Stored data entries
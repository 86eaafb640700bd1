//! FFmpeg execution adapter
//!
//! Runs encoder passes as child processes on the tokio runtime. Each call
//! waits for the process to exit before returning, so callers get a strict
//! pass-by-pass ordering.

use std::path::{Path, PathBuf};
use std::process::Stdio;

use async_trait::async_trait;
use tokio::io::{AsyncRead, AsyncReadExt};
use tokio::process::Command;
use tracing::{debug, info, warn};

use crate::domain::model::{PassInvocation, PassResult};
use crate::error::{SizeFitError, SizeFitResult};
use crate::ports::EncoderPort;

/// Encoder looked up on `PATH` when no override is configured
pub const DEFAULT_ENCODER: &str = "ffmpeg";

/// Keep only the last N bytes of captured output
const MAX_CAPTURE_BYTES: usize = 64 * 1024;

const READ_CHUNK_BYTES: usize = 8 * 1024;

/// FFmpeg-based execution adapter
#[derive(Debug, Clone)]
pub struct FFmpegAdapter {
    program: PathBuf,
}

impl FFmpegAdapter {
    /// Use `program` as-is without checking that it exists
    pub fn new(program: impl Into<PathBuf>) -> Self {
        Self {
            program: program.into(),
        }
    }

    /// Resolve the encoder: explicit override first, then `ffmpeg` on `PATH`
    pub fn locate(override_path: Option<&Path>) -> SizeFitResult<Self> {
        let wanted = override_path.unwrap_or_else(|| Path::new(DEFAULT_ENCODER));
        let program = which::which(wanted).map_err(|e| SizeFitError::EncoderNotFound {
            message: format!(
                "'{}' ({}). Install FFmpeg or point --encoder / SIZEFIT_ENCODER at the binary",
                wanted.display(),
                e
            ),
        })?;

        debug!(encoder = %program.display(), "Encoder located");
        Ok(Self::new(program))
    }
}

#[async_trait]
impl EncoderPort for FFmpegAdapter {
    async fn run_pass(&self, invocation: &PassInvocation) -> SizeFitResult<PassResult> {
        debug!(
            pass = invocation.pass.number(),
            program = %self.program.display(),
            args = ?invocation.args,
            working_dir = %invocation.working_dir.display(),
            "Spawning encoder"
        );

        let mut cmd = Command::new(&self.program);
        cmd.args(&invocation.args)
            .current_dir(&invocation.working_dir)
            .stdin(Stdio::null())
            .stdout(Stdio::piped())
            .stderr(Stdio::piped())
            .kill_on_drop(true);
        #[cfg(windows)]
        cmd.creation_flags(0x08000000); // CREATE_NO_WINDOW

        let mut child = cmd.spawn().map_err(|source| SizeFitError::ProcessLaunch {
            program: self.program.display().to_string(),
            source,
        })?;

        // Resolves only once the process has exited and both pipes are drained.
        // Dropping this future kills the child.
        let stdout_pipe = child.stdout.take();
        let stderr_pipe = child.stderr.take();
        let (status, stdout, stderr) = tokio::try_join!(
            child.wait(),
            read_tail(stdout_pipe),
            read_tail(stderr_pipe)
        )?;

        let stdout = capture(&stdout);
        let stderr = capture(&stderr);
        let exit_code = status.code();

        if status.success() {
            info!(pass = invocation.pass.number(), "Encoder pass completed");
        } else {
            warn!(
                pass = invocation.pass.number(),
                code = ?exit_code,
                "Encoder pass exited unsuccessfully"
            );
        }

        Ok(PassResult {
            pass: invocation.pass,
            exit_code,
            success: status.success(),
            stdout,
            stderr,
        })
    }

    fn program(&self) -> String {
        self.program.display().to_string()
    }
}

/// Drain `pipe` to EOF, holding at most [`MAX_CAPTURE_BYTES`] plus one chunk
async fn read_tail<R: AsyncRead + Unpin>(pipe: Option<R>) -> std::io::Result<Vec<u8>> {
    let Some(mut pipe) = pipe else {
        return Ok(Vec::new());
    };

    let mut kept = Vec::with_capacity(READ_CHUNK_BYTES);
    let mut chunk = [0u8; READ_CHUNK_BYTES];
    loop {
        let read = pipe.read(&mut chunk).await?;
        if read == 0 {
            return Ok(kept);
        }
        kept.extend_from_slice(&chunk[..read]);
        if kept.len() > MAX_CAPTURE_BYTES {
            let excess = kept.len() - MAX_CAPTURE_BYTES;
            kept.drain(..excess);
        }
    }
}

/// Lossy UTF-8 decode of the trailing [`MAX_CAPTURE_BYTES`]; `None` when empty
fn capture(bytes: &[u8]) -> Option<String> {
    let start = bytes.len().saturating_sub(MAX_CAPTURE_BYTES);
    let text = String::from_utf8_lossy(&bytes[start..]);
    let text = text.trim_end();
    (!text.is_empty()).then(|| text.to_string())
}

#[cfg(test)]
mod tests {
    use super::*;

    #[test]
    fn capture_trims_and_drops_empty() {
        assert_eq!(capture(b""), None);
        assert_eq!(capture(b"  \n"), None);
        assert_eq!(capture(b"done\n").as_deref(), Some("done"));
    }

    #[test]
    fn capture_keeps_the_tail() {
        let mut bytes = vec![b'a'; MAX_CAPTURE_BYTES];
        bytes.extend_from_slice(b"END");
        let text = capture(&bytes).unwrap();
        assert_eq!(text.len(), MAX_CAPTURE_BYTES);
        assert!(text.ends_with("END"));
    }

    #[tokio::test]
    async fn read_tail_is_bounded_while_reading() {
        let mut noisy = vec![b'x'; MAX_CAPTURE_BYTES * 4];
        noisy.extend_from_slice(b"last line\n");

        let kept = read_tail(Some(noisy.as_slice())).await.unwrap();
        assert_eq!(kept.len(), MAX_CAPTURE_BYTES);
        assert!(kept.ends_with(b"last line\n"));
    }

    #[tokio::test]
    async fn read_tail_without_pipe_is_empty() {
        let kept = read_tail(None::<&[u8]>).await.unwrap();
        assert!(kept.is_empty());
    }

    #[test]
    fn locate_reports_missing_encoder() {
        let err = FFmpegAdapter::locate(Some(Path::new("/definitely/not/here/ffmpeg"))).unwrap_err();
        assert!(matches!(err, SizeFitError::EncoderNotFound { .. }));
    }
}
use std::sync::Arc;

use crate::adapters::{AppConfig, FFmpegAdapter};
use crate::app::encode_interactor::EncodeInteractor;
use crate::error::SizeFitResult;
use crate::ports::EncoderPort;

pub trait AppContainer: Send + Sync {
    fn encode_interactor(&self) -> Arc<EncodeInteractor>;
}

pub struct DefaultAppContainer {
    encode_interactor: Arc<EncodeInteractor>,
}

impl DefaultAppContainer {
    /// Locate the encoder from `config` and wire it into the interactors
    pub fn new(config: &AppConfig) -> SizeFitResult<Self> {
        let encoder = FFmpegAdapter::locate(config.encoder.as_deref())?;
        Ok(Self::with_encoder(
            Arc::new(encoder) as Arc<dyn EncoderPort>,
            config,
        ))
    }

    /// Wire an already constructed encoder port
    pub fn with_encoder(encoder: Arc<dyn EncoderPort>, config: &AppConfig) -> Self {
        let encode_interactor = Arc::new(EncodeInteractor::new(encoder, config.container.clone()));
        Self { encode_interactor }
    }
}

impl AppContainer for DefaultAppContainer {
    fn encode_interactor(&self) -> Arc<EncodeInteractor> {
        Arc::clone(&self.encode_interactor)
    }
}
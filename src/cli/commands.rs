//! Command implementations

use anyhow::{Context, Result};
use tracing::{info, warn};

use crate::adapters::AppConfig;
use crate::app::{AppContainer, DefaultAppContainer, EncodeRequest};
use crate::cli::args::{BitrateArgs, EncodeArgs, TimestampArgs};
use crate::domain::model::{ClipRange, EncodeReport};
use crate::error::SizeFitError;
use crate::planner::BitratePlanner;
use crate::utils::time::TimeParser;
use crate::utils::Utils;

/// Execute the encode command
pub async fn encode(args: EncodeArgs, config: &AppConfig) -> Result<()> {
    info!("Starting encode operation");
    info!("Input: {}", args.input);
    info!("Output: {}", args.output.display());

    let base_args = if args.base_args.is_empty() {
        config.base_args.clone()
    } else {
        args.base_args
    };

    let request = EncodeRequest {
        input: args.input,
        size_mb: args.size,
        start: args.start,
        end: args.end,
        output: args.output,
        base_args,
    };

    // Everything that can be rejected up front is rejected before the encoder is even looked up.
    let command = request.prepare()?;

    let container = DefaultAppContainer::new(config)?;
    let interactor = container.encode_interactor();

    let report = tokio::select! {
        result = interactor.encode(&command) => result?,
        _ = tokio::signal::ctrl_c() => {
            warn!("Interrupted, terminating encoder");
            return Err(SizeFitError::Cancelled.into());
        }
    };

    if args.json {
        let json = serde_json::to_string_pretty(&report)
            .context("Failed to serialize encode report to JSON")?;
        println!("{}", json);
    } else {
        display_report(&report);
    }

    report.into_result()?;
    info!("Encode operation completed successfully");
    Ok(())
}

/// Execute the bitrate command
pub fn bitrate(args: BitrateArgs) -> Result<()> {
    let parser = TimeParser::new();
    let duration = match (&args.duration, &args.end) {
        (Some(duration), _) => parser.parse_duration(duration)?,
        (None, Some(end)) => ClipRange::from_timestamps(&args.start, end)?.duration_seconds(),
        (None, None) => anyhow::bail!("either --duration or --end is required"),
    };

    let bitrate = BitratePlanner::new().plan_bitrate(args.size, duration)?;
    info!(duration_seconds = duration, "Planned {}", bitrate);
    println!("{}", bitrate.kbps);
    Ok(())
}

/// Execute the timestamp command
pub fn timestamp(args: TimestampArgs) -> Result<()> {
    let parser = TimeParser::new();
    for input in &args.timestamps {
        let seconds = parser
            .parse_duration(input)
            .with_context(|| format!("Cannot convert '{}'", input))?;
        println!("{}\t{}", parser.normalize_timestamp(input), seconds);
    }
    Ok(())
}

fn display_report(report: &EncodeReport) {
    println!("Output:  {}", report.output_path.display());
    println!("Bitrate: {}", report.bitrate);
    println!(
        "Pass 1:  {}",
        describe_exit(report.pass1.success, report.pass1.exit_code)
    );
    println!(
        "Pass 2:  {}",
        describe_exit(report.pass2.success, report.pass2.exit_code)
    );
    if let Some(size) = report.output_size {
        let budget = match size.within_budget {
            Some(true) => " (within target)",
            Some(false) => " (over target)",
            None => "",
        };
        println!(
            "Size:    {}{}",
            Utils::format_file_size((size.kilobytes * 1024.0) as u64),
            budget
        );
    }
    if report.pass1_degraded() {
        println!("Warning: pass 1 failed; pass 2 ran without complete statistics");
    }
}

fn describe_exit(success: bool, code: Option<i32>) -> String {
    match (success, code) {
        (true, _) => "ok".to_string(),
        (false, Some(code)) => format!("failed (exit code {})", code),
        (false, None) => "failed (terminated by signal)".to_string(),
    }
}
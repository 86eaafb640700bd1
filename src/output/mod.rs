//! Output path preparation and size verification

use std::path::{Path, PathBuf};

use tracing::{info, warn};

use crate::domain::model::OutputSize;
use crate::error::SizeFitResult;
use crate::planner::SizeTarget;

/// Make `output` absolute against `base_dir` and create its parent directory.
///
/// The report carries the absolute path, whatever form the user typed.
pub fn prepare_output_path(output: &Path, base_dir: &Path) -> SizeFitResult<PathBuf> {
    let resolved = if output.is_absolute() {
        output.to_path_buf()
    } else {
        base_dir.join(output)
    };

    if let Some(parent) = resolved.parent() {
        if !parent.as_os_str().is_empty() && !parent.exists() {
            info!(dir = %parent.display(), "Creating output directory");
            std::fs::create_dir_all(parent)?;
        }
    }

    Ok(resolved)
}

/// File size in kilobytes, rounded to two decimals
pub fn file_size_kb(path: &Path) -> SizeFitResult<f64> {
    let bytes = std::fs::metadata(path)?.len() as f64;
    Ok((bytes / 1024.0 * 100.0).round() / 100.0)
}

/// Measure the finished artifact and compare it with the requested size
pub fn measure_output(path: &Path, target: Option<SizeTarget>) -> SizeFitResult<OutputSize> {
    let kilobytes = file_size_kb(path)?;
    let within_budget = target.map(|t| kilobytes <= t.kilobytes());

    if within_budget == Some(false) {
        warn!(
            output = %path.display(),
            kilobytes,
            "Output is larger than the requested size"
        );
    }

    Ok(OutputSize {
        kilobytes,
        within_budget,
    })
}

#[cfg(test)]
mod tests {
    use super::*;

    #[test]
    fn relative_paths_are_pinned_to_base_dir() {
        let dir = tempfile::tempdir().unwrap();
        let resolved = prepare_output_path(Path::new("clips/out.webm"), dir.path()).unwrap();
        assert_eq!(resolved, dir.path().join("clips/out.webm"));
        assert!(dir.path().join("clips").is_dir());
    }

    #[test]
    fn absolute_paths_are_kept() {
        let dir = tempfile::tempdir().unwrap();
        let absolute = dir.path().join("out.webm");
        let resolved = prepare_output_path(&absolute, Path::new("/elsewhere")).unwrap();
        assert_eq!(resolved, absolute);
    }

    #[test]
    fn size_is_rounded_to_two_decimals() {
        let dir = tempfile::tempdir().unwrap();
        let path = dir.path().join("a.bin");
        std::fs::write(&path, vec![0u8; 1500]).unwrap();
        // 1500 / 1024 = 1.46484...
        assert_eq!(file_size_kb(&path).unwrap(), 1.46);
    }

    #[test]
    fn budget_check() {
        let dir = tempfile::tempdir().unwrap();
        let path = dir.path().join("a.bin");
        std::fs::write(&path, vec![0u8; 2048]).unwrap();

        let tight = SizeTarget::new(0.001).unwrap();
        assert_eq!(measure_output(&path, Some(tight)).unwrap().within_budget, Some(false));

        let roomy = SizeTarget::new(1.0).unwrap();
        let size = measure_output(&path, Some(roomy)).unwrap();
        assert_eq!(size.kilobytes, 2.0);
        assert_eq!(size.within_budget, Some(true));

        assert_eq!(measure_output(&path, None).unwrap().within_budget, None);
    }

    #[test]
    fn missing_file_is_an_error() {
        assert!(file_size_kb(Path::new("/no/such/file.webm")).is_err());
    }
}
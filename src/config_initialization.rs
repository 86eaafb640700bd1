//! Configuration initialization and hierarchy management

use tracing::debug;

use crate::adapters::{AppConfig, TomlConfigAdapter};
use crate::cli::Cli;
use crate::error::SizeFitResult;

/// Build the effective configuration following precedence: CLI > Env > File > Defaults.
///
/// Environment overrides arrive through clap's `env` support, so by the time
/// this runs `cli.encoder` and `cli.log_level` already hold CLI-or-env values.
pub fn initialize_configuration_hierarchy(cli: &Cli) -> SizeFitResult<AppConfig> {
    // Steps 1 and 2: defaults, then the config file if there is one
    let mut config = TomlConfigAdapter::load_or_default(cli.config.as_deref())?;

    // Steps 3 and 4: environment and CLI overrides
    apply_cli_configuration_overrides(&mut config, cli);

    config.validate()?;
    Ok(config)
}

/// Apply CLI (or environment) overrides to configuration
fn apply_cli_configuration_overrides(config: &mut AppConfig, cli: &Cli) -> usize {
    let mut cli_overrides = 0;

    if let Some(encoder) = &cli.encoder {
        debug!("CLI override: encoder = {}", encoder.display());
        config.encoder = Some(encoder.clone());
        cli_overrides += 1;
    }
    if let Some(level) = &cli.log_level {
        debug!("CLI override: log_level = {}", level);
        config.log_level = level.clone();
        cli_overrides += 1;
    }

    if cli_overrides > 0 {
        debug!("Applied {} CLI configuration overrides", cli_overrides);
    }
    cli_overrides
}

#[cfg(test)]
mod tests {
    use super::*;
    use clap::Parser;

    #[test]
    fn explicit_file_then_cli_overrides() {
        let dir = tempfile::tempdir().unwrap();
        let path = dir.path().join("sizefit.toml");
        std::fs::write(
            &path,
            "[sizefit]\nencoder = \"/from/file/ffmpeg\"\nlog_level = \"warn\"\ncontainer = \"matroska\"\n",
        )
        .unwrap();

        let cli = Cli::try_parse_from([
            "sizefit",
            "--config",
            path.to_str().unwrap(),
            "--encoder",
            "/from/cli/ffmpeg",
            "timestamp",
            "1",
        ])
        .unwrap();

        let config = initialize_configuration_hierarchy(&cli).unwrap();
        assert_eq!(config.encoder.as_deref(), Some(std::path::Path::new("/from/cli/ffmpeg")));
        assert_eq!(config.container, "matroska");
    }

    #[test]
    fn invalid_log_level_is_rejected() {
        let dir = tempfile::tempdir().unwrap();
        let path = dir.path().join("sizefit.toml");
        std::fs::write(&path, "[sizefit]\nlog_level = \"warn\"\n").unwrap();

        let cli = Cli::try_parse_from([
            "sizefit",
            "--config",
            path.to_str().unwrap(),
            "--log-level",
            "shouty",
            "timestamp",
            "1",
        ])
        .unwrap();
        assert!(initialize_configuration_hierarchy(&cli).is_err());
    }
}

Exercise description: Write out, from the lines above, only those from the line with "let command = request.prepare()?;" to the line with "result = interactor.encode(&command)", exactly as given, including the first and the last.

Exercise answer:
    let command = request.prepare()?;

    let container = DefaultAppContainer::new(config)?;
    let interactor = container.encode_interactor();

    let report = tokio::select! {
        result = interactor.encode(&command) => result?,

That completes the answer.